This post is about a major change to the Batch Execution Mode affecting Columnstore Indexes because in SQL Server 2017 there is an internal optimisation for the Query Optimiser, that shall apply FULL optimisation to the execution plans with the Columnstore Indexes, avoiding the pitfall of executing them in the Row Execution Mode, but let’s start a little bit from the beginning with examples of the problem.
For that, I will once again use the free test database ContosoRetailDW on 2 different Virtual Machines with SQL Server 2016 & SQL Server 2017 RC1 respectively, setting the compatibility level to 130 on SQL Server 2016 and to 140 on SQL Server 2017 RC1.

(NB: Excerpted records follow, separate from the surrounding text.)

//! Command recording and synchronous execution.

use crate::device::{
    CommandAllocator, DescriptorData, DescriptorHeap, Fence, Memory, PipelineState, QueryHeap,
};
use crate::shader::{KernelBody, ShaderBlob, WorkProperties};
use crate::Backend;

use rocl_hal as hal;
use rocl_hal::{DeviceError, MemoryBarrier, TableKind};

use log::trace;
use std::time::Instant;

/// Whether an allocator currently backs an open list.
#[derive(Clone, Copy, Debug, PartialEq, Eq)]
pub enum CommandAllocatorState {
    Free,
    InUse,
}

#[derive(Clone, Debug, Default)]
struct Bindings {
    pipeline: Option<PipelineState>,
    view_heap: Option<DescriptorHeap>,
    sampler_heap: Option<DescriptorHeap>,
    uav_base: Option<u32>,
    srv_base: Option<u32>,
    sampler_base: Option<u32>,
    cbvs: Vec<Option<(Memory, u64)>>,
}

#[derive(Debug)]
enum Command {
    CopyBuffer {
        src: Memory,
        src_offset: u64,
        dst: Memory,
        dst_offset: u64,
        size: u64,
    },
    FillBuffer {
        dst: Memory,
        offset: u64,
        size: u64,
        pattern: Vec<u8>,
    },
    Dispatch {
        bindings: Bindings,
        groups: [u32; 3],
    },
    Timestamp {
        heap: QueryHeap,
        index: u32,
    },
    ResolveTimestamps {
        heap: QueryHeap,
        start: u32,
        count: u32,
        dst: Memory,
        dst_offset: u64,
    },
}

/// A recorded command buffer.
#[derive(Debug)]
pub struct CommandList {
    commands: Vec<Command>,
    bindings: Bindings,
    closed: bool,
}

impl CommandList {
    pub(crate) fn new(allocator: &CommandAllocator) -> Self {
        *allocator.state.lock() = CommandAllocatorState::InUse;
        CommandList {
            commands: Vec::new(),
            bindings: Bindings::default(),
            closed: false,
        }
    }

    fn set_cbv(&mut self, index: u32, binding: Option<(Memory, u64)>) {
        let index = index as usize;
        if self.bindings.cbvs.len() <= index {
            self.bindings.cbvs.resize(index + 1, None);
        }
        self.bindings.cbvs[index] = binding;
    }
}

impl hal::CommandList<Backend> for CommandList {
    fn reset(&mut self, allocator: &CommandAllocator) -> Result<(), DeviceError> {
        *allocator.state.lock() = CommandAllocatorState::InUse;
        self.commands.clear();
        self.bindings = Bindings::default();
        self.closed = false;
        Ok(())
    }

    fn close(&mut self) -> Result<(), DeviceError> {
        debug_assert!(!self.closed, "command list closed twice");
        self.closed = true;
        Ok(())
    }

    fn set_descriptor_heaps(
        &mut self,
        view_heap: &DescriptorHeap,
        sampler_heap: Option<&DescriptorHeap>,
    ) {
        self.bindings.view_heap = Some(view_heap.clone());
        self.bindings.sampler_heap = sampler_heap.cloned();
    }

    fn resource_barrier(&mut self, _barriers: &[MemoryBarrier<Backend>]) {
        // Host memory needs no transitions; the records still validated the
        // state-tracking path above.
    }

    fn copy_buffer(
        &mut self,
        src: &Memory,
        src_offset: u64,
        dst: &Memory,
        dst_offset: u64,
        size: u64,
    ) {
        self.commands.push(Command::CopyBuffer {
            src: src.clone(),
            src_offset,
            dst: dst.clone(),
            dst_offset,
            size,
        });
    }

    fn fill_buffer(&mut self, dst: &Memory, offset: u64, size: u64, pattern: &[u8]) {
        self.commands.push(Command::FillBuffer {
            dst: dst.clone(),
            offset,
            size,
            pattern: pattern.to_vec(),
        });
    }

    fn set_pipeline(&mut self, pipeline: &PipelineState) {
        self.bindings.pipeline = Some(pipeline.clone());
    }

    fn set_root_table(&mut self, table: TableKind, base_slot: u32) {
        match table {
            TableKind::Uav => self.bindings.uav_base = Some(base_slot),
            TableKind::Srv => self.bindings.srv_base = Some(base_slot),
            TableKind::Sampler => self.bindings.sampler_base = Some(base_slot),
        }
    }

    fn set_root_cbv(&mut self, index: u32, memory: &Memory, offset: u64) {
        self.set_cbv(index, Some((memory.clone(), offset)));
    }

    fn dispatch(&mut self, x: u32, y: u32, z: u32) {
        self.commands.push(Command::Dispatch {
            bindings: self.bindings.clone(),
            groups: [x, y, z],
        });
    }

    fn end_timestamp(&mut self, heap: &QueryHeap, index: u32) {
        self.commands.push(Command::Timestamp {
            heap: heap.clone(),
            index,
        });
    }

    fn resolve_timestamps(
        &mut self,
        heap: &QueryHeap,
        start: u32,
        count: u32,
        dst: &Memory,
        dst_offset: u64,
    ) {
        self.commands.push(Command::ResolveTimestamps {
            heap: heap.clone(),
            start,
            count,
            dst: dst.clone(),
            dst_offset,
        });
    }
}

/// Synchronous execution queue.
#[derive(Debug)]
pub struct Queue {
    epoch: Instant,
}

impl Queue {
    pub(crate) fn new(epoch: Instant) -> Self {
        Queue { epoch }
    }

    fn now_ticks(&self) -> u64 {
        self.epoch.elapsed().as_nanos() as u64
    }
}

impl hal::Queue<Backend> for Queue {
    fn execute(&self, lists: &[&CommandList]) {
        for list in lists {
            debug_assert!(list.closed, "executing an open command list");
            for command in &list.commands {
                run_command(self, command);
            }
        }
    }

    fn signal(&self, fence: &Fence, value: u64) {
        // Execution is synchronous, so the signal lands immediately.
        let mut current = fence.0.value.lock();
        debug_assert!(*current <= value);
        *current = value;
        fence.0.cv.notify_all();
    }

    fn clock_calibration(&self) -> (u64, u64) {
        let ticks = self.now_ticks();
        (ticks, ticks)
    }
}

fn run_command(queue: &Queue, command: &Command) {
    match command {
        Command::CopyBuffer {
            src,
            src_offset,
            dst,
            dst_offset,
            size,
        } => unsafe {
            // Raw-pointer memmove: source and destination may be disjoint
            // ranges of the same allocation.
            let src_ptr = src.0.bytes().as_ptr().add(*src_offset as usize);
            let dst_ptr = dst.0.bytes().as_mut_ptr().add(*dst_offset as usize);
            std::ptr::copy(src_ptr, dst_ptr, *size as usize);
        },
        Command::FillBuffer {
            dst,
            offset,
            size,
            pattern,
        } => unsafe {
            let bytes = dst.0.bytes();
            for i in 0..*size as usize {
                bytes[*offset as usize + i] = pattern[i % pattern.len()];
            }
        },
        Command::Dispatch { bindings, groups } => run_dispatch(bindings, *groups),
        Command::Timestamp { heap, index } => {
            heap.0.lock()[*index as usize] = queue.now_ticks();
        }
        Command::ResolveTimestamps {
            heap,
            start,
            count,
            dst,
            dst_offset,
        } => unsafe {
            let values = heap.0.lock();
            let bytes = dst.0.bytes();
            for i in 0..*count as usize {
                let value = values[*start as usize + i];
                let at = *dst_offset as usize + i * 8;
                bytes[at..at + 8].copy_from_slice(&value.to_le_bytes());
            }
        },
    }
}

struct BufferView {
    memory: Memory,
    offset: u64,
    size: u64,
}

impl BufferView {
    fn read_u32(&self, index: u64) -> u32 {
        let at = (self.offset + index * 4) as usize;
        unsafe {
            let bytes = self.memory.0.bytes();
            if at + 4 > (self.offset + self.size) as usize {
                return 0;
            }
            let mut quad = [0u8; 4];
            quad.copy_from_slice(&bytes[at..at + 4]);
            u32::from_le_bytes(quad)
        }
    }

    fn write_u32(&self, index: u64, value: u32) {
        let at = (self.offset + index * 4) as usize;
        unsafe {
            let bytes = self.memory.0.bytes();
            if at + 4 > (self.offset + self.size) as usize {
                return;
            }
            bytes[at..at + 4].copy_from_slice(&value.to_le_bytes());
        }
    }

    fn read_bytes_at(&self, offset: u64, out: &mut [u8]) {
        let at = (self.offset + offset) as usize;
        unsafe {
            let bytes = self.memory.0.bytes();
            out.copy_from_slice(&bytes[at..at + out.len()]);
        }
    }
}

fn resolve_table_view(bindings: &Bindings, base: Option<u32>, id: u32) -> Option<BufferView> {
    let heap = bindings.view_heap.as_ref()?;
    let slot = base? + id;
    match heap.read(slot)? {
        DescriptorData::Buffer {
            memory,
            offset,
            size,
            ..
        } => Some(BufferView {
            memory,
            offset,
            size,
        }),
        DescriptorData::Sampler(_) => None,
    }
}

fn resolve_cbv(bindings: &Bindings, index: u32) -> Option<BufferView> {
    let (memory, offset) = bindings.cbvs.get(index as usize)?.clone()?;
    let size = memory.0.size - offset;
    Some(BufferView {
        memory,
        offset,
        size,
    })
}

fn run_dispatch(bindings: &Bindings, groups: [u32; 3]) {
    let pipeline = match &bindings.pipeline {
        Some(p) => p,
        None => return,
    };
    let blob: &ShaderBlob = pipeline.blob();

    let props = match resolve_cbv(bindings, blob.work_properties_cbv) {
        Some(view) => {
            let mut raw = [0u8; WorkProperties::SIZE];
            view.read_bytes_at(0, &mut raw);
            WorkProperties::from_bytes(&raw)
        }
        None => WorkProperties::default(),
    };
    let inputs = resolve_cbv(bindings, blob.inputs_cbv);
    let uav = |id: u32| resolve_table_view(bindings, bindings.uav_base, id);

    let local = [
        u32::from(blob.local_size[0].max(1)),
        u32::from(blob.local_size[1].max(1)),
        u32::from(blob.local_size[2].max(1)),
    ];
    trace!(
        "null dispatch: groups {:?} local {:?} offsets {:?}",
        groups,
        local,
        props.group_id_offset
    );

    let read_scalar_u32 = |arg: u32| -> u32 {
        let inputs = match &inputs {
            Some(view) => view,
            None => return 0,
        };
        let slot = &blob.args[arg as usize];
        let mut raw = [0u8; 4];
        inputs.read_bytes_at(u64::from(slot.offset), &mut raw);
        u32::from_le_bytes(raw)
    };

    // Only the x dimension carries data in the built-in bodies; y/z still
    // iterate so group id reconstruction is exercised.
    for gz in 0..groups[2] {
        for gy in 0..groups[1] {
            for gx in 0..groups[0] {
                let _ = (gy, gz);
                for lx in 0..local[0] {
                    let gid_x = u64::from(props.global_offset[0])
                        + u64::from(props.group_id_offset[0] + gx) * u64::from(local[0])
                        + u64::from(lx);
                    // The buffers are indexed by global id minus the global
                    // offset, matching `buf[get_global_id(0)]` kernels that
                    // are launched with a zero offset, and offset kernels
                    // that index the same way.
                    run_thread(blob, gid_x, &uav, &read_scalar_u32);
                }
            }
        }
    }
}

fn run_thread(
    blob: &ShaderBlob,
    gid_x: u64,
    uav: &dyn Fn(u32) -> Option<BufferView>,
    read_scalar_u32: &dyn Fn(u32) -> u32,
) {
    match blob.body {
        KernelBody::Nop => {}
        KernelBody::StoreGlobalId { dst_uav } => {
            if let Some(dst) = uav(dst_uav) {
                dst.write_u32(gid_x, gid_x as u32);
            }
        }
        KernelBody::AddU32 {
            a_uav,
            b_uav,
            dst_uav,
        } => {
            if let (Some(a), Some(b), Some(dst)) = (uav(a_uav), uav(b_uav), uav(dst_uav)) {
                let sum = a.read_u32(gid_x).wrapping_add(b.read_u32(gid_x));
                dst.write_u32(gid_x, sum);
            }
        }
        KernelBody::CopyU32 { src_uav, dst_uav } => {
            if let (Some(src), Some(dst)) = (uav(src_uav), uav(dst_uav)) {
                dst.write_u32(gid_x, src.read_u32(gid_x));
            }
        }
        KernelBody::ScaleU32 {
            src_uav,
            dst_uav,
            factor_arg,
        } => {
            if let (Some(src), Some(dst)) = (uav(src_uav), uav(dst_uav)) {
                let factor = read_scalar_u32(factor_arg);
                dst.write_u32(gid_x, src.read_u32(gid_x).wrapping_mul(factor));
            }
        }
        KernelBody::PrintfGlobalId { format_id } => {
            let printf = match blob.printf_uav.and_then(|id| uav(id)) {
                Some(view) => view,
                None => return,
            };
            // Header: { next_write_offset, total_size }.
            let next = printf.read_u32(0);
            let total = printf.read_u32(1);
            if u64::from(next) + 8 <= u64::from(total) {
                printf.write_u32(u64::from(next) / 4, format_id);
                printf.write_u32(u64::from(next) / 4 + 1, gid_x as u32);
                printf.write_u32(0, next + 8);
            }
        }
    }
}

/* * Queries for testing Columnstore Indexes * by Niko Neugebauer (https://www.nikoport.com) * These queries are to be run on a Contoso BI Database (http://www.microsoft.com/en-us/download/details.aspx?displaylang=en&id=18279) * * Restores ContosoRetailDW database from the source, which should be placed in C:\Install\ * */ USE [master] alter database ContosoRetailDW set SINGLE_USER WITH ROLLBACK IMMEDIATE; RESTORE DATABASE [ContosoRetailDW] FROM DISK = N'C:\Install\ContosoRetailDW.bak' WITH FILE = 1, MOVE N'ContosoRetailDW2.0' TO N'C:\Data\SQL16\ContosoRetailDW.mdf', MOVE N'ContosoRetailDW2.0_log' TO N'C:\Data\SQL16\ContosoRetailDW.ldf', NOUNLOAD, STATS = 1; alter database ContosoRetailDW set MULTI_USER; GO GO ALTER DATABASE [ContosoRetailDW] SET COMPATIBILITY_LEVEL = 140 /* Set the compatibility level to 130 for SQL Server 2016 */ GO use ContosoRetailDW; ALTER TABLE dbo.[FactOnlineSales] DROP CONSTRAINT [PK_FactOnlineSales_SalesKey]; create clustered columnstore Index PK_FactOnlineSales on dbo.FactOnlineSales;
We shall need to do an important setup here, to set the value for the ‘cost threshold for parallelism’ to some reasonable value, such as 50. /* Please do not set it automatically to this or any other value in Production without thinking well about the consequences, and without testing on your pre-production environment */:
EXEC sys.sp_configure N'cost threshold for parallelism', N'50' GO RECONFIGURE WITH OVERRIDE GO
Lets run a rather simple query against both SQL Server 2016 and SQL Server 2017:
DBCC FREEPROCCACHE DBCC DROPCLEANBUFFERS SELECT COUNT_BIG(*) FROM dbo.FactOnlineSales
There is nothing special in it, I would say, it the query is rather trivial :)
Here are the execution plans for both of the SQL Servers (2016 vs 2017 RC1) and I guess that you will not need any additional details about the execution time, because just looking at the execution plans will be enough to determine that once we see the Stream Aggregate operation for the Columnstore Indexes – it means that something went wrong and that most probably the Row Execution Mode is here the uninvited guest:
What happens exactly with the SQL Server 2016 that it has decided to use the slow execution plan?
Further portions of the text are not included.